Orange County Register:
http://www.ocregister.com/articles/obamacare-691964-government-insurance.html

Obamacare at 5: Sick and getting worse
Nov. 14, 2015
By MARK LANDSBAUM

Big government’s health care solution is imploding. Soon it will be undeniable to even its most ardent champions that Obamacare is the unmitigated disaster critics predicted when, literally, only Democrats voted it into law, most without reading it.

Despite innumerable warnings that it was an unworkable, extremely costly Rube Goldberg contraption doomed to fail, those advancing it didn’t care. When it finally implodes, they knew, it will create the opportunity to rush to the rescue by doubling down on the bad bet.

Obamacare always was intended to pave the way for full-blown nationalized health care, as is so common in Europe. That’s why it wasn’t important to know the details. They knew the destination.

As with every Big Government program, failure becomes the excuse to do more of the same, rather than to kill the contrivance and get government out of the equation. In the face of mounting deficits, escalating costs and failed bureaucracies, Big Government champions from Bismarck to Obama always insist failures happen because they just didn’t have enough time, enough money and enough control. The day nears when Obamacare’s failure will prompt demands for more time, more of your money and more control over your life.

Let’s not lose sight of how this scheme was born. Obamacare’s failure was set in motion not by one-party dominance in Congress, and not even by FDR’s trailblazing socialism. The real seed of this evil may not be immediately obvious. But the root of this malevolency is taxes. Explanation to follow.

First, let’s review how catastrophic the Obamacare adventure has become in five short years.

Instead of people shopping for insurance or health care they can afford, making tradeoffs as they would with a car purchase or restaurant meal, they have been told what to buy and how much to spend, even if they don’t want what’s being sold. Instead of providers competing by offering varieties of services at fluctuating prices, allowing demand to ebb and flow, insurance companies, doctors and hospitals are dictated to from D.C. Those with more clout have the scheme rigged to their advantage. Those with less clout, less so.

In 2009, starry-eyed Big Government worshippers swallowed Barack Obama’s promise that Obamacare would lower a typical family’s premiums by $2,500 a year. Instead, premiums increased about an equal amount. In 2016, people who don’t qualify for taxpayer-financed subsidies will see a very expensive market “become even more expensive,” according to an insurance comparison website. Of course, you also were promised to be able to keep your doctor and health plan, and that the whole rigmarole wouldn’t increase the deficit.

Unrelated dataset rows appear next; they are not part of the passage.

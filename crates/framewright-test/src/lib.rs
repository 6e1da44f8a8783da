//! Test doubles for the Framewright frame engine.
//!
//! [`RecordingDispatch`] stands in for the Vulkan function table so the
//! swapchain manager, frame engine and command blocks can be driven without
//! a GPU. [`CountingOverlay`] counts the overlay callbacks the engine makes.

pub mod recording;

pub use recording::{Call, RecordingDispatch, DEFAULT_IMAGE_COUNT};

use std::sync::Arc;

use ash::vk::{self, Handle};
use framewright_gpu::{DebugOverlay, FrameEngine, Gpu, Result, Swapchain};
use glam::IVec2;

/// Window size most tests start from.
pub const WINDOW_SIZE: IVec2 = IVec2::new(1280, 720);

/// Overlay that only counts how often each callback ran.
#[derive(Debug, Default, Clone, PartialEq, Eq)]
pub struct CountingOverlay {
    pub new_frames: usize,
    pub end_frames: usize,
    pub renders: usize,
}

impl DebugOverlay for CountingOverlay {
    fn new_frame(&mut self) {
        self.new_frames += 1;
    }

    fn end_frame(&mut self) {
        self.end_frames += 1;
    }

    fn render(&mut self, _cmd: vk::CommandBuffer) {
        self.renders += 1;
    }
}

/// A discrete GPU with queue family 0.
pub fn test_gpu() -> Gpu {
    let mut properties = vk::PhysicalDeviceProperties::default();
    properties.device_type = vk::PhysicalDeviceType::DISCRETE_GPU;
    properties.api_version = vk::API_VERSION_1_3;

    Gpu {
        physical_device: vk::PhysicalDevice::from_raw(0x1000),
        properties,
        features: vk::PhysicalDeviceFeatures::default(),
        queue_family: 0,
    }
}

pub fn test_surface() -> vk::SurfaceKHR {
    vk::SurfaceKHR::from_raw(0x2000)
}

pub fn test_queue() -> vk::Queue {
    vk::Queue::from_raw(0x3000)
}

/// Swapchain at `size` on the recording table.
pub fn swapchain(dispatch: &Arc<RecordingDispatch>, size: IVec2) -> Result<Swapchain<RecordingDispatch>> {
    // SAFETY: the recording table accepts any handle.
    unsafe {
        Swapchain::new(
            dispatch,
            &test_gpu(),
            test_surface(),
            size,
            vk::PresentModeKHR::FIFO,
        )
    }
}

/// Frame engine over a fresh swapchain at `size`.
pub fn frame_engine(
    dispatch: &Arc<RecordingDispatch>,
    size: IVec2,
) -> Result<FrameEngine<RecordingDispatch, CountingOverlay>> {
    let swapchain = swapchain(dispatch, size)?;
    // SAFETY: the recording table accepts any handle.
    unsafe { FrameEngine::new(dispatch, swapchain, test_queue(), CountingOverlay::default()) }
}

Hundreds of New York cancer patients are losing hospital coverage because they signed up with Obamacare insurance co-ops, reports the New York Post. Indeed, more than half the nonprofit co-ops formed through Obamacare have left the market, the Washington Post reports. Nearly half a million Americans are left searching for health care.

Two days into the new enrollment season, Michigan’s Consumers Mutual Insurance announced it won’t sell coverage for 2016, becoming the 12th plan to fail in the past year, leaving only 11 operational.

Harbingers of bad news continue. A key Obamacare program to protect insurers from high costs faces massive cash shortages, Standard and Poor’s reports. The risk pool holds only $1 to cover every $10 in claims, the Hill reports. Simultaneously, people who don’t receive subsidies paid by taxpayers and who buy the cheapest Obamacare health plans, “face the largest increases for premiums and out-of-pocket costs in 2016,” CNBC.com reports. A new study by McKinsey & Co. found insurance companies lost $2.5 billion in 2014 and “will have to charge higher premiums or quit.”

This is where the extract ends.